Menurutnya, Kementerian Agama terus memperkuat sistem perlindungan melalui pengembangan layanan pelaporan digital yang memungkinkan penanganan kasus dilakukan secara real time, terintegrasi, dan melibatkan berbagai pemangku kepentingan.
Ia menekankan bahwa perguruan tinggi tidak cukup hanya menjadi tempat transfer ilmu pengetahuan, tetapi juga harus menjadi ruang yang membangun karakter, menghadirkan rasa aman, serta menumbuhkan budaya saling menghormati.
“Hakikat pendidikan adalah menghadirkan kasih sayang. Kampus harus menjadi rumah kedua yang aman, nyaman, membahagiakan, dan mampu melahirkan generasi yang cerdas secara intelektual sekaligus matang secara moral dan spiritual,” ujarnya.
PSGA Didorong Menjadi Motor Transformasi Kampus Inklusif
Sementara itu, Direktur Pendidikan Tinggi Keagamaan Islam (Diktis) Kementerian Agama RI, Prof. Dr. Phil. Sahiron, M.A., menegaskan bahwa penguatan kelembagaan PSGA merupakan bagian dari komitmen Kementerian Agama dalam mendukung pencapaian Sustainable Development Goals (SDGs), khususnya pada aspek kesetaraan gender, perlindungan perempuan dan anak, serta pembangunan institusi yang inklusif.
Menurutnya, nilai-nilai kesetaraan, penghormatan terhadap hak asasi manusia, dan perlindungan kelompok rentan harus menjadi bagian dari kebijakan strategis perguruan tinggi, mulai dari tahap perencanaan, pelaksanaan, hingga evaluasi program.
“Kita ingin komitmen terhadap kesetaraan gender dan pencegahan kekerasan tidak berhenti pada tataran wacana. Nilai-nilai tersebut harus terintegrasi dalam tata kelola kampus, budaya akademik, dan kebijakan kelembagaan sehingga benar-benar dirasakan manfaatnya oleh seluruh sivitas akademika,” ujar Prof. Sahiron.
UIN Siber Syekh Nurjati Cirebon Perkuat Kurikulum Berbasis Cinta
Rektor UIN Siber Syekh Nurjati Cirebon, Prof. Dr.

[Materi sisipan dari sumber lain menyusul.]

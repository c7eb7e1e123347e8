//! Storage traits and error types
//!
//! This module defines the trait interface for CSV archive destinations and
//! associated error types.

use crate::archive::ArchiveKind;
use chrono::NaiveDate;
use std::path::PathBuf;
use thiserror::Error;

/// Errors that can occur during storage operations
#[derive(Debug, Error)]
pub enum StorageError {
    #[error("Failed to create directory {path}: {source}")]
    CreateDir {
        path: PathBuf,
        source: std::io::Error,
    },

    #[error("Failed to write {path}: {source}")]
    Write {
        path: PathBuf,
        source: std::io::Error,
    },

    #[error("Destination {0} has no parent directory")]
    NoParent(PathBuf),

    #[error("IO error: {0}")]
    Io(#[from] std::io::Error),
}

/// Result type for storage operations
pub type StorageResult<T> = Result<T, StorageError>;

/// Trait for CSV archive destinations
///
/// A destination holds at most one CSV per (date, kind). Its presence is
/// what makes a run idempotent, so `exists` must reflect completed writes
/// only; a failed write leaves the destination as it was.
pub trait ArchiveStore: Send + Sync {
    /// Location of the CSV for `date` and `kind`
    fn path_for(&self, date: NaiveDate, kind: ArchiveKind) -> PathBuf;

    /// Whether a CSV for `date` and `kind` has already been written
    fn exists(&self, date: NaiveDate, kind: ArchiveKind) -> StorageResult<bool>;

    /// Writes `csv` for `date` and `kind`, replacing any previous file
    ///
    /// # Arguments
    ///
    /// * `date` - Race date of the archive
    /// * `kind` - Results or programs
    /// * `csv` - Complete CSV text
    ///
    /// # Returns
    ///
    /// The path written
    fn write(&self, date: NaiveDate, kind: ArchiveKind, csv: &str) -> StorageResult<PathBuf>;
}
//! Column schemas of the CSV archive
//!
//! Column names and order are part of the archive format. Any change must
//! bump [`SCHEMA_VERSION`].

use crate::record::{ENTRANT_SLOTS, MEET_RESULT_SLOTS};

pub const SCHEMA_VERSION: u32 = 1;

const RESULTS_BASE: [&str; 14] = [
    "レースコード",
    "タイトル",
    "日次",
    "レース日",
    "レース場",
    "レース回",
    "レース名",
    "距離(m)",
    "天候",
    "風向",
    "風速(m)",
    "波の高さ(cm)",
    "決まり手",
    "有効",
];

const RESULTS_PAYOUTS: [&str; 27] = [
    "単勝_艇番",
    "単勝_払戻金",
    "複勝_1着_艇番",
    "複勝_1着_払戻金",
    "複勝_2着_艇番",
    "複勝_2着_払戻金",
    "2連単_組番",
    "2連単_払戻金",
    "2連単_人気",
    "2連複_組番",
    "2連複_払戻金",
    "2連複_人気",
    "拡連複_1-2着_組番",
    "拡連複_1-2着_払戻金",
    "拡連複_1-2着_人気",
    "拡連複_1-3着_組番",
    "拡連複_1-3着_払戻金",
    "拡連複_1-3着_人気",
    "拡連複_2-3着_組番",
    "拡連複_2-3着_払戻金",
    "拡連複_2-3着_人気",
    "3連単_組番",
    "3連単_払戻金",
    "3連単_人気",
    "3連複_組番",
    "3連複_払戻金",
    "3連複_人気",
];

const RESULTS_ENTRANT: [&str; 10] = [
    "着順",
    "艇番",
    "登録番号",
    "選手名",
    "モーター番号",
    "ボート番号",
    "展示タイム",
    "進入コース",
    "スタートタイミング",
    "レースタイム",
];

const PROGRAM_BASE: [&str; 9] = [
    "レースコード",
    "タイトル",
    "日次",
    "レース日",
    "レース場",
    "レース回",
    "レース名",
    "距離(m)",
    "電話投票締切予定",
];

const PROGRAM_FRAME: [&str; 15] = [
    "艇番",
    "登録番号",
    "選手名",
    "年齢",
    "支部",
    "体重",
    "級別",
    "全国勝率",
    "全国2連対率",
    "当地勝率",
    "当地2連対率",
    "モーター番号",
    "モーター2連対率",
    "ボート番号",
    "ボート2連対率",
];

/// Columns per entrant block of the results schema
pub const RESULTS_ENTRANT_WIDTH: usize = RESULTS_ENTRANT.len();

/// Columns per frame block of the program schema
pub const PROGRAM_FRAME_WIDTH: usize = PROGRAM_FRAME.len() + MEET_RESULT_SLOTS + 1;

/// Header of the results CSV
pub fn results_header() -> Vec<String> {
    let mut header: Vec<String> = RESULTS_BASE.iter().map(|s| s.to_string()).collect();
    header.extend(RESULTS_PAYOUTS.iter().map(|s| s.to_string()));
    for slot in 1..=ENTRANT_SLOTS {
        header.extend(RESULTS_ENTRANT.iter().map(|field| format!("{}着_{}", slot, field)));
    }
    header
}

/// Header of the program CSV
pub fn program_header() -> Vec<String> {
    let mut header: Vec<String> = PROGRAM_BASE.iter().map(|s| s.to_string()).collect();
    for frame in 1..=ENTRANT_SLOTS {
        header.extend(PROGRAM_FRAME.iter().map(|field| format!("{}枠_{}", frame, field)));
        for slot in 0..MEET_RESULT_SLOTS {
            header.push(format!("{}枠_今節成績_{}-{}", frame, slot / 2 + 1, slot % 2 + 1));
        }
        header.push(format!("{}枠_早見", frame));
    }
    header
}

pub(crate) const RESULTS_BASE_WIDTH: usize = RESULTS_BASE.len();
pub(crate) const RESULTS_PAYOUT_WIDTH: usize = RESULTS_PAYOUTS.len();
pub(crate) const PROGRAM_BASE_WIDTH: usize = PROGRAM_BASE.len();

H. Aan Jaelani, M.Ag., menyambut baik deklarasi nasional tersebut dan menegaskan bahwa gerakan Kampus Bahagia Tanpa Kekerasan sejalan dengan implementasi Kurikulum Berbasis Cinta yang menjadi salah satu program prioritas Kementerian Agama.
Menurutnya, pendidikan tinggi Islam harus menjadi ruang yang menanamkan nilai kasih sayang, penghormatan terhadap sesama, serta kepedulian terhadap kelompok rentan, termasuk perempuan, anak, penyandang disabilitas, dan lingkungan.
“Cinta kepada Allah SWT harus diwujudkan melalui penghormatan kepada sesama manusia. Kampus tidak hanya mencetak lulusan yang unggul secara akademik, tetapi juga membentuk pribadi yang berakhlak mulia, menghargai perbedaan, menjunjung tinggi keadilan, dan menolak segala bentuk kekerasan. Itulah nilai yang terus kami bangun di UIN Siber Syekh Nurjati Cirebon,” ungkap Prof. Aan.
Ia menambahkan bahwa kampus memiliki tanggung jawab moral untuk menjadi teladan dalam menciptakan lingkungan belajar yang aman, sehat, inklusif, dan membahagiakan bagi seluruh warga kampus.
Wujud Nyata Transformasi Pendidikan Tinggi Islam
Konsolidasi dan Konferensi Nasional PSGA diikuti oleh 48 Perguruan Tinggi Keagamaan Islam Negeri (PTKIN) dan 3 Perguruan Tinggi Keagamaan Islam Swasta (PTKIS) dari berbagai daerah di Indonesia.
Forum ini menjadi ruang strategis untuk memperkuat sinergi antarlembaga, berbagi praktik baik (best practice), menyusun rekomendasi kebijakan nasional, serta memperkokoh peran PSGA sebagai pusat pengembangan kajian, advokasi, edukasi, dan pendampingan dalam mewujudkan kampus yang aman dan berkeadilan.
Melalui deklarasi Kampus Bahagia Tanpa Kekerasan (KABACA), Kementerian Agama menegaskan bahwa transformasi pendidikan tinggi Islam tidak hanya diukur dari prestasi akademik dan riset, tetapi juga dari kemampuan perguruan tinggi menciptakan ruang belajar yang menghormati martabat manusia, menjamin rasa aman, mengedepankan kasih sayang, serta bebas dari segala bentuk kekerasan.
Semangat tersebut diharapkan menjadi fondasi lahirnya generasi Indonesia yang berilmu, berintegritas, berempati, serta mampu membawa nilai-nilai Islam yang rahmatan lil ‘alamin dalam kehidupan bermasyarakat, berbangsa, dan bernegara.